Pull every line holding the word "column" out of the data and copy it.

──────────────────────────────

//! Logical combination — every child clicks, a combiner reduces the masks pointwise.

use std::fmt;
use std::sync::Arc;

use rand::RngCore;

use crate::documents::{ClickLabel, ClickMask, Documents};
use crate::error::ClickModelError;

use super::{click_child, ClickModel};

/// Pointwise reduction: one label per child for a single document in, one label out.
pub type CombineFn = dyn Fn(&[ClickLabel]) -> ClickLabel + Send + Sync;

/// How a `ConditionedClickModel` merges its children's labels for one document.
///
/// `All` and `Any` look at clicks only. If any child reports the document as
/// masked, the combined label is masked too. `Custom` sees the raw labels in
/// child order and decides everything itself.
#[derive(Clone)]
pub enum Combiner {
    /// Clicked only if every child clicked.
    All,
    /// Clicked if at least one child clicked.
    Any,
    Custom(Arc<CombineFn>),
}

impl Combiner {
    pub fn custom<F>(f: F) -> Self
    where
        F: Fn(&[ClickLabel]) -> ClickLabel + Send + Sync + 'static,
    {
        Self::Custom(Arc::new(f))
    }

    pub fn combine(&self, labels: &[ClickLabel]) -> ClickLabel {
        match self {
            Self::All | Self::Any if labels.contains(&ClickLabel::Masked) => ClickLabel::Masked,
            Self::All => ClickLabel::from_clicked(labels.iter().all(|l| l.is_clicked())),
            Self::Any => ClickLabel::from_clicked(labels.iter().any(|l| l.is_clicked())),
            Self::Custom(f) => f(labels),
        }
    }

    pub fn name(&self) -> &str {
        match self {
            Self::All => "all",
            Self::Any => "any",
            Self::Custom(_) => "custom",
        }
    }
}

impl fmt::Debug for Combiner {
    fn fmt(&self, f: &mut fmt::Formatter<'_>) -> fmt::Result {
        write!(f, "Combiner::{}", self.name())
    }
}

/// Runs every child on the same documents and combines the masks with a `Combiner`.
pub struct ConditionedClickModel {
    click_models: Vec<Box<dyn ClickModel>>,
    combiner: Combiner,
}

impl ConditionedClickModel {
    pub fn new(
        click_models: Vec<Box<dyn ClickModel>>,
        combiner: Combiner,
    ) -> Result<Self, ClickModelError> {
        if click_models.is_empty() {
            return Err(ClickModelError::EmptyModelList {
                model: "conditioned",
            });
        }
        Ok(Self {
            click_models,
            combiner,
        })
    }

    pub fn combiner(&self) -> &Combiner {
        &self.combiner
    }

    pub fn len(&self) -> usize {
        self.click_models.len()
    }

    pub fn is_empty(&self) -> bool {
        self.click_models.is_empty()
    }
}

impl ClickModel for ConditionedClickModel {
    fn name(&self) -> &str {
        "conditioned"
    }

    fn click(
        &self,
        documents: &Documents<'_>,
        rng: &mut dyn RngCore,
    ) -> Result<ClickMask, ClickModelError> {
        let masks = self
            .click_models
            .iter()
            .map(|model| click_child(model.as_ref(), documents, &mut *rng))
            .collect::<Result<Vec<_>, _>>()?;

        let mut column = Vec::with_capacity(masks.len());
        let combined = (0..documents.len())
            .map(|i| {
                column.clear();
                column.extend(masks.iter().map(|m| m[i]));
                self.combiner.combine(&column)
            })
            .collect();

        tracing::debug!(
            children = masks.len(),
            combiner = self.combiner.name(),
            "combined child clicks"
        );
        Ok(combined)
    }
}

#[cfg(test)]
mod tests {
    use super::*;
    use crate::models::test_models::StaticMask;
    use crate::models::{FixedClickModel, OnlyRelevantClickModel};
    use rand::rngs::StdRng;
    use rand::SeedableRng;

    fn run(model: &ConditionedClickModel, relevance: &[f64]) -> Vec<i8> {
        let docs = Documents::from_relevance(relevance);
        model
            .click(&docs, &mut StdRng::seed_from_u64(0))
            .unwrap()
            .values()
    }

    fn pair(combiner: Combiner) -> ConditionedClickModel {
        ConditionedClickModel::new(
            vec![StaticMask::boxed(&[1, 0, 1]), StaticMask::boxed(&[1, 1, 1])],
            combiner,
        )
        .unwrap()
    }

    #[test]
    fn all_requires_every_child() {
        assert_eq!(run(&pair(Combiner::All), &[0.0; 3]), vec![1, 0, 1]);
    }

    #[test]
    fn any_accepts_one_child() {
        assert_eq!(run(&pair(Combiner::Any), &[0.0; 3]), vec![1, 1, 1]);
    }

    #[test]
    fn custom_combiner_sees_labels_in_child_order() {
        let first_only = Combiner::custom(|labels| labels[0]);
        assert_eq!(run(&pair(first_only), &[0.0; 3]), vec![1, 0, 1]);

        let majority = Combiner::custom(|labels| {
            let clicks = labels.iter().filter(|l| l.is_clicked()).count();
            ClickLabel::from_clicked(clicks * 2 > labels.len())
        });
        let model = ConditionedClickModel::new(
            vec![
                StaticMask::boxed(&[1, 0, 0]),
                StaticMask::boxed(&[1, 1, 0]),
                StaticMask::boxed(&[0, 1, 1]),
            ],
            majority,
        )
        .unwrap();
        assert_eq!(run(&model, &[0.0; 3]), vec![1, 1, 0]);
    }

    #[test]
    fn masked_label_propagates_through_standard_combiners() {
        let model = ConditionedClickModel::new(
            vec![StaticMask::boxed(&[-1, 1]), StaticMask::boxed(&[1, 1])],
            Combiner::Any,
        )
        .unwrap();
        assert_eq!(run(&model, &[0.0; 2]), vec![-1, 1]);
    }

    #[test]
    fn relevant_and_positioned() {
        let model = ConditionedClickModel::new(
            vec![
                Box::new(OnlyRelevantClickModel::new(1.0)),
                Box::new(FixedClickModel::new(vec![0, 1, 2])),
            ],
            Combiner::All,
        )
        .unwrap();
        assert_eq!(run(&model, &[2.0, 0.0, 1.0, 3.0]), vec![1, 0, 1, 0]);
    }

    #[test]
    fn child_errors_propagate() {
        let model = ConditionedClickModel::new(
            vec![
                Box::new(OnlyRelevantClickModel::new(1.0)),
                Box::new(FixedClickModel::new(vec![9])),
            ],
            Combiner::Any,
        )
        .unwrap();
        let relevance = [1.0, 0.0];
        let docs = Documents::from_relevance(&relevance);
        let err = model
            .click(&docs, &mut StdRng::seed_from_u64(0))
            .unwrap_err();
        assert!(matches!(err, ClickModelError::PositionOutOfBounds { position: 9, .. }));
    }

    #[test]
    fn no_children_is_rejected() {
        let err = ConditionedClickModel::new(Vec::new(), Combiner::All)
            .err()
            .unwrap();
        assert_eq!(
            err,
            ClickModelError::EmptyModelList {
                model: "conditioned"
            }
        );
    }
}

──────────────────────────────

§ **Result of this exercise**:
        let mut column = Vec::with_capacity(masks.len());
                column.clear();
                column.extend(masks.iter().map(|m| m[i]));
                self.combiner.combine(&column)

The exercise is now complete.